[[ Provided records, beginning ]]
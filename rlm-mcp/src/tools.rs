//! Tool schema and dispatch for the six agent-facing memory tools.
//!
//! One tool per CLI verb named in spec.md §6.3: `recall`, `remember`,
//! `memory_list`, `memory_extract`, `remember_url`, `forget`.

use serde::{Deserialize, Serialize};
use serde_json::{json, Value};

use rlm_core::constants;
use rlm_core::pipeline::{smart_remember, RememberRequest};
use rlm_core::query::{self, ExtractMode};
use rlm_core::store::Store;

use crate::error::{Error, Result};
use crate::McpContext;

/// A tool's static description, as surfaced by `tools/list`.
#[derive(Debug, Serialize)]
pub struct Tool {
    pub name: &'static str,
    pub description: &'static str,
    #[serde(rename = "inputSchema")]
    pub input_schema: Value,
}

/// `tools/call` request params: a tool name plus its arguments object.
#[derive(Debug, Deserialize)]
pub struct CallToolParams {
    pub name: String,
    pub arguments: Option<Value>,
}

/// `tools/call` result: MCP's textual content block convention.
#[derive(Debug, Serialize)]
pub struct CallToolResult {
    pub content: Vec<Content>,
}

impl CallToolResult {
    #[must_use]
    pub fn text(text: String) -> Self {
        Self { content: vec![Content::Text { text }] }
    }
}

#[derive(Debug, Serialize)]
#[serde(tag = "type")]
pub enum Content {
    #[serde(rename = "text")]
    Text { text: String },
}

/// The fixed tool list this server advertises.
#[must_use]
pub fn list() -> Vec<Tool> {
    vec![
        Tool {
            name: "recall",
            description: "Full-text search across stored episodes and facts, ranked by relevance.",
            input_schema: json!({
                "type": "object",
                "properties": {
                    "query": {"type": "string"},
                    "tags": {"type": "array", "items": {"type": "string"}, "default": []},
                    "max": {"type": "integer", "default": 10},
                    "deep": {"type": "boolean", "default": false}
                },
                "required": ["query"]
            }),
        },
        Tool {
            name: "remember",
            description: "Store a piece of content, auto-tagged/summarized/fact-extracted.",
            input_schema: json!({
                "type": "object",
                "properties": {
                    "content": {"type": "string"},
                    "tags": {"type": "array", "items": {"type": "string"}, "default": []},
                    "source_name": {"type": "string"},
                    "summary": {"type": "string"},
                    "dedup": {"type": "boolean", "default": true}
                },
                "required": ["content"]
            }),
        },
        Tool {
            name: "memory_list",
            description: "Paginated listing of stored episode metadata, optionally filtered by tags (intersection).",
            input_schema: json!({
                "type": "object",
                "properties": {
                    "tags": {"type": "array", "items": {"type": "string"}, "default": []},
                    "limit": {"type": "integer", "default": 20},
                    "offset": {"type": "integer", "default": 0}
                }
            }),
        },
        Tool {
            name: "memory_extract",
            description: "Project a stored episode's content: full, one chunk, or a grep with context.",
            input_schema: json!({
                "type": "object",
                "properties": {
                    "entry_id": {"type": "string"},
                    "chunk_id": {"type": "string"},
                    "grep": {"type": "string"},
                    "context": {"type": "integer"}
                },
                "required": ["entry_id"]
            }),
        },
        Tool {
            name: "remember_url",
            description: "Fetch a URL and store its body the same way `remember` stores inline content.",
            input_schema: json!({
                "type": "object",
                "properties": {
                    "url": {"type": "string"},
                    "tags": {"type": "array", "items": {"type": "string"}, "default": []},
                    "summary": {"type": "string"}
                },
                "required": ["url"]
            }),
        },
        Tool {
            name: "forget",
            description: "Delete one stored episode by id, cascading to its linked facts.",
            input_schema: json!({
                "type": "object",
                "properties": {
                    "entry_id": {"type": "string"}
                },
                "required": ["entry_id"]
            }),
        },
    ]
}

#[derive(Debug, Deserialize)]
struct RecallArgs {
    query: String,
    #[serde(default)]
    tags: Vec<String>,
    #[serde(default = "default_max")]
    max: usize,
    #[serde(default)]
    deep: bool,
}

fn default_max() -> usize {
    10
}

#[derive(Debug, Deserialize)]
struct RememberArgs {
    content: String,
    #[serde(default)]
    tags: Vec<String>,
    source_name: Option<String>,
    summary: Option<String>,
    #[serde(default = "default_true")]
    dedup: bool,
}

fn default_true() -> bool {
    true
}

#[derive(Debug, Deserialize)]
struct MemoryListArgs {
    #[serde(default)]
    tags: Vec<String>,
    #[serde(default = "default_limit")]
    limit: usize,
    #[serde(default)]
    offset: usize,
}

fn default_limit() -> usize {
    20
}

#[derive(Debug, Deserialize)]
struct MemoryExtractArgs {
    entry_id: String,
    chunk_id: Option<String>,
    grep: Option<String>,
    context: Option<usize>,
}

#[derive(Debug, Deserialize)]
struct RememberUrlArgs {
    url: String,
    #[serde(default)]
    tags: Vec<String>,
    summary: Option<String>,
}

#[derive(Debug, Deserialize)]
struct ForgetArgs {
    entry_id: String,
}

/// Run one `tools/call`, dispatching by tool name.
///
/// # Errors
/// Returns [`Error::UnknownTool`] for a name outside [`list`], and
/// [`Error::InvalidParams`] when `arguments` doesn't match the tool's
/// schema. Engine failures surface as [`Error::Engine`].
pub fn call(ctx: &McpContext, params: CallToolParams) -> Result<CallToolResult> {
    let args = params.arguments.unwrap_or(Value::Null);
    match params.name.as_str() {
        "recall" => call_recall(ctx, args),
        "remember" => call_remember(ctx, args),
        "memory_list" => call_memory_list(ctx, args),
        "memory_extract" => call_memory_extract(ctx, args),
        "remember_url" => call_remember_url(ctx, args),
        "forget" => call_forget(ctx, args),
        other => Err(Error::UnknownTool(other.to_string())),
    }
}

fn parse_args<T: for<'de> Deserialize<'de>>(args: Value) -> Result<T> {
    serde_json::from_value(args).map_err(|e| Error::InvalidParams(e.to_string()))
}

fn call_recall(ctx: &McpContext, args: Value) -> Result<CallToolResult> {
    let args: RecallArgs = parse_args(args)?;
    let text = query::recall(ctx.store.as_ref(), &args.query, &args.tags, args.max, args.deep)?;
    Ok(CallToolResult::text(text))
}

fn call_remember(ctx: &McpContext, args: Value) -> Result<CallToolResult> {
    let args: RememberArgs = parse_args(args)?;
    let outcome = smart_remember(
        ctx.store.as_ref(),
        &ctx.cfg,
        &ctx.tag_oracle,
        &ctx.summary_oracle,
        &ctx.fact_oracle,
        RememberRequest {
            content: args.content,
            source: "mcp".to_string(),
            source_name: args.source_name,
            user_tags: args.tags,
            label: args.summary,
            dedup: args.dedup,
        },
    )?;
    Ok(CallToolResult::text(format!(
        "Stored {} ({} tags, {} facts): {}",
        outcome.summary_id,
        outcome.tags.len(),
        outcome.facts_count,
        outcome.summary
    )))
}

fn call_memory_list(ctx: &McpContext, args: Value) -> Result<CallToolResult> {
    let args: MemoryListArgs = parse_args(args)?;
    let text = query::memory_list(ctx.store.as_ref(), &args.tags, args.limit, args.offset)?;
    Ok(CallToolResult::text(text))
}

fn call_memory_extract(ctx: &McpContext, args: Value) -> Result<CallToolResult> {
    let args: MemoryExtractArgs = parse_args(args)?;
    let mode = match (args.chunk_id, args.grep) {
        (Some(chunk_id), _) => ExtractMode::Chunk(chunk_id),
        (None, Some(pattern)) => {
            ExtractMode::Grep(pattern, args.context.unwrap_or(constants::DEFAULT_GREP_CONTEXT))
        }
        (None, None) => ExtractMode::Full,
    };
    let text = query::memory_extract(ctx.store.as_ref(), &args.entry_id, mode)?;
    Ok(CallToolResult::text(text))
}

fn call_remember_url(ctx: &McpContext, args: Value) -> Result<CallToolResult> {
    let args: RememberUrlArgs = parse_args(args)?;
    let body = reqwest_get(&args.url)?;
    let outcome = smart_remember(
        ctx.store.as_ref(),
        &ctx.cfg,
        &ctx.tag_oracle,
        &ctx.summary_oracle,
        &ctx.fact_oracle,
        RememberRequest {
            content: body,
            source: "url".to_string(),
            source_name: Some(args.url),
            user_tags: args.tags,
            label: args.summary,
            dedup: true,
        },
    )?;
    Ok(CallToolResult::text(format!(
        "Stored {} ({} tags, {} facts): {}",
        outcome.summary_id,
        outcome.tags.len(),
        outcome.facts_count,
        outcome.summary
    )))
}

fn call_forget(ctx: &McpContext, args: Value) -> Result<CallToolResult> {
    let args: ForgetArgs = parse_args(args)?;
    let deleted = ctx.store.delete_entry(&args.entry_id)?;
    let text = if deleted {
        format!("Deleted {}", args.entry_id)
    } else {
        format!("No entry found with id {}", args.entry_id)
    };
    Ok(CallToolResult::text(text))
}

/// Thin wrapper so `remember_url`'s fetch failure reports as an engine
/// error rather than a bare `reqwest` one, matching how `rlm-cli` reports
/// it via `anyhow::Context`.
fn reqwest_get(url: &str) -> Result<String> {
    reqwest::blocking::get(url)
        .and_then(reqwest::blocking::Response::text)
        .map_err(|e| Error::InvalidParams(format!("fetching {url}: {e}")))
}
[[ Provided records, end ]]
◆ **Work instructions**
The response must contain every line from the listing above in which the string "description" appears.

◆ **Output below**
/// A tool's static description, as surfaced by `tools/list`.
    pub description: &'static str,
            description: "Full-text search across stored episodes and facts, ranked by relevance.",
            description: "Store a piece of content, auto-tagged/summarized/fact-extracted.",
            description: "Paginated listing of stored episode metadata, optionally filtered by tags (intersection).",
            description: "Project a stored episode's content: full, one chunk, or a grep with context.",
            description: "Fetch a URL and store its body the same way `remember` stores inline content.",
            description: "Delete one stored episode by id, cascading to its linked facts.",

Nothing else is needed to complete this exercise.